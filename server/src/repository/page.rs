use std::cmp::Ordering;

use crate::models::Event;

pub const DEFAULT_PAGE_SIZE: u32 = 20;
pub const MAX_PAGE_SIZE: u32 = 2000;

#[derive(Debug, Clone, Copy, PartialEq, Eq)]
pub enum Direction {
    Asc,
    Desc,
}

impl Direction {
    pub fn as_str(&self) -> &'static str {
        match self {
            Direction::Asc => "asc",
            Direction::Desc => "desc",
        }
    }
}

/// Event properties a listing can be ordered by, named as they appear in
/// the JSON representation.
#[derive(Debug, Clone, Copy, PartialEq, Eq)]
pub enum EventProperty {
    Id,
    Name,
    Description,
    BeginEnrollmentDateTime,
    CloseEnrollmentDateTime,
    BeginEventDateTime,
    EndEventDateTime,
    Location,
    BasePrice,
    MaxPrice,
    LimitOfEnrollment,
    EventStatus,
}

impl EventProperty {
    pub fn from_name(name: &str) -> Option<Self> {
        let property = match name {
            "id" => Self::Id,
            "name" => Self::Name,
            "description" => Self::Description,
            "beginEnrollmentDateTime" => Self::BeginEnrollmentDateTime,
            "closeEnrollmentDateTime" => Self::CloseEnrollmentDateTime,
            "beginEventDateTime" => Self::BeginEventDateTime,
            "endEventDateTime" => Self::EndEventDateTime,
            "location" => Self::Location,
            "basePrice" => Self::BasePrice,
            "maxPrice" => Self::MaxPrice,
            "limitOfEnrollment" => Self::LimitOfEnrollment,
            "eventStatus" => Self::EventStatus,
            _ => return None,
        };
        Some(property)
    }

    pub fn name(&self) -> &'static str {
        match self {
            Self::Id => "id",
            Self::Name => "name",
            Self::Description => "description",
            Self::BeginEnrollmentDateTime => "beginEnrollmentDateTime",
            Self::CloseEnrollmentDateTime => "closeEnrollmentDateTime",
            Self::BeginEventDateTime => "beginEventDateTime",
            Self::EndEventDateTime => "endEventDateTime",
            Self::Location => "location",
            Self::BasePrice => "basePrice",
            Self::MaxPrice => "maxPrice",
            Self::LimitOfEnrollment => "limitOfEnrollment",
            Self::EventStatus => "eventStatus",
        }
    }

    pub fn column(&self) -> &'static str {
        match self {
            Self::Id => "id",
            Self::Name => "name",
            Self::Description => "description",
            Self::BeginEnrollmentDateTime => "begin_enrollment_date_time",
            Self::CloseEnrollmentDateTime => "close_enrollment_date_time",
            Self::BeginEventDateTime => "begin_event_date_time",
            Self::EndEventDateTime => "end_event_date_time",
            Self::Location => "location",
            Self::BasePrice => "base_price",
            Self::MaxPrice => "max_price",
            Self::LimitOfEnrollment => "limit_of_enrollment",
            Self::EventStatus => "event_status",
        }
    }

    /// Ascending order of two events on this property. Events without a
    /// location sort last, as PostgreSQL orders NULLs.
    pub fn compare(&self, a: &Event, b: &Event) -> Ordering {
        match self {
            Self::Id => a.id.cmp(&b.id),
            Self::Name => a.name.cmp(&b.name),
            Self::Description => a.description.cmp(&b.description),
            Self::BeginEnrollmentDateTime => a
                .begin_enrollment_date_time
                .cmp(&b.begin_enrollment_date_time),
            Self::CloseEnrollmentDateTime => a
                .close_enrollment_date_time
                .cmp(&b.close_enrollment_date_time),
            Self::BeginEventDateTime => a.begin_event_date_time.cmp(&b.begin_event_date_time),
            Self::EndEventDateTime => a.end_event_date_time.cmp(&b.end_event_date_time),
            Self::Location => match (&a.location, &b.location) {
                (Some(a), Some(b)) => a.cmp(b),
                (Some(_), None) => Ordering::Less,
                (None, Some(_)) => Ordering::Greater,
                (None, None) => Ordering::Equal,
            },
            Self::BasePrice => a.base_price.cmp(&b.base_price),
            Self::MaxPrice => a.max_price.cmp(&b.max_price),
            Self::LimitOfEnrollment => a.limit_of_enrollment.cmp(&b.limit_of_enrollment),
            Self::EventStatus => a.event_status.as_str().cmp(b.event_status.as_str()),
        }
    }
}

#[derive(Debug, Clone, Copy, PartialEq, Eq)]
pub struct Sort {
    pub property: EventProperty,
    pub direction: Direction,
}

impl Sort {
    /// Parses `property[,asc|desc]`. Returns `None` for unknown properties
    /// or directions.
    pub fn parse(value: &str) -> Option<Self> {
        let mut parts = value.split(',').map(str::trim);
        let property = EventProperty::from_name(parts.next()?)?;
        let direction = match parts.next() {
            None | Some("") => Direction::Asc,
            Some(direction) if direction.eq_ignore_ascii_case("asc") => Direction::Asc,
            Some(direction) if direction.eq_ignore_ascii_case("desc") => Direction::Desc,
            Some(_) => return None,
        };
        if parts.next().is_some() {
            return None;
        }
        Some(Self {
            property,
            direction,
        })
    }

    pub fn compare(&self, a: &Event, b: &Event) -> Ordering {
        let ordering = self.property.compare(a, b);
        match self.direction {
            Direction::Asc => ordering,
            Direction::Desc => ordering.reverse(),
        }
    }

    /// Query-string form, e.g. `name,desc`.
    pub fn to_param(&self) -> String {
        format!("{},{}", self.property.name(), self.direction.as_str())
    }
}

#[derive(Debug, Clone, Copy, PartialEq, Eq)]
pub struct PageRequest {
    /// Zero-based page index.
    pub page: u32,
    pub size: u32,
    pub sort: Option<Sort>,
}

impl PageRequest {
    pub fn new(page: u32, size: u32, sort: Option<Sort>) -> Self {
        Self {
            page,
            size: size.clamp(1, MAX_PAGE_SIZE),
            sort,
        }
    }

    pub fn offset(&self) -> u64 {
        u64::from(self.page) * u64::from(self.size)
    }

    pub fn with_page(&self, page: u32) -> Self {
        Self { page, ..*self }
    }
}

impl Default for PageRequest {
    fn default() -> Self {
        Self::new(0, DEFAULT_PAGE_SIZE, None)
    }
}

#[derive(Debug, Clone, PartialEq)]
pub struct Page<T> {
    pub content: Vec<T>,
    pub request: PageRequest,
    pub total_elements: u64,
}

impl<T> Page<T> {
    pub fn total_pages(&self) -> u32 {
        let size = u64::from(self.request.size);
        u32::try_from(self.total_elements.div_ceil(size)).unwrap_or(u32::MAX)
    }

    pub fn number(&self) -> u32 {
        self.request.page
    }

    pub fn has_previous(&self) -> bool {
        self.request.page > 0
    }

    pub fn has_next(&self) -> bool {
        self.next_page().is_some()
    }

    /// Index of the following page, if there is one.
    pub fn next_page(&self) -> Option<u32> {
        self.request
            .page
            .checked_add(1)
            .filter(|next| *next < self.total_pages())
    }
}

#[cfg(test)]
mod tests {
    use super::*;

    #[test]
    fn test_sort_parses_property_and_direction() {
        let sort = Sort::parse("name,DESC").unwrap();
        assert_eq!(sort.property, EventProperty::Name);
        assert_eq!(sort.direction, Direction::Desc);
        assert_eq!(sort.to_param(), "name,desc");

        let sort = Sort::parse("basePrice").unwrap();
        assert_eq!(sort.direction, Direction::Asc);
    }

    #[test]
    fn test_sort_rejects_unknown_input() {
        assert!(Sort::parse("password").is_none());
        assert!(Sort::parse("name,sideways").is_none());
        assert!(Sort::parse("name,asc,extra").is_none());
        assert!(Sort::parse("").is_none());
    }

    #[test]
    fn test_page_request_clamps_size() {
        assert_eq!(PageRequest::new(0, 0, None).size, 1);
        assert_eq!(PageRequest::new(0, 10_000, None).size, MAX_PAGE_SIZE);
        assert_eq!(PageRequest::new(3, 10, None).offset(), 30);
    }

    #[test]
    fn test_page_navigation() {
        let page = Page::<()> {
            content: Vec::new(),
            request: PageRequest::new(1, 2, None),
            total_elements: 30,
        };
        assert_eq!(page.total_pages(), 15);
        assert!(page.has_previous());
        assert!(page.has_next());

        let last = Page::<()> {
            request: PageRequest::new(14, 2, None),
            ..page.clone()
        };
        assert!(!last.has_next());

        let beyond = Page::<()> {
            request: PageRequest::new(u32::MAX, 2, None),
            ..page.clone()
        };
        assert!(!beyond.has_next());
        assert!(beyond.next_page().is_none());

        let empty = Page::<()> {
            content: Vec::new(),
            request: PageRequest::default(),
            total_elements: 0,
        };
        assert_eq!(empty.total_pages(), 0);
        assert!(!empty.has_previous());
        assert!(!empty.has_next());
    }
}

▶ **What the task requires**
Throughout the data, tally the lines that hold the string "bool" and report the tally alone.

▶ **Reply**
2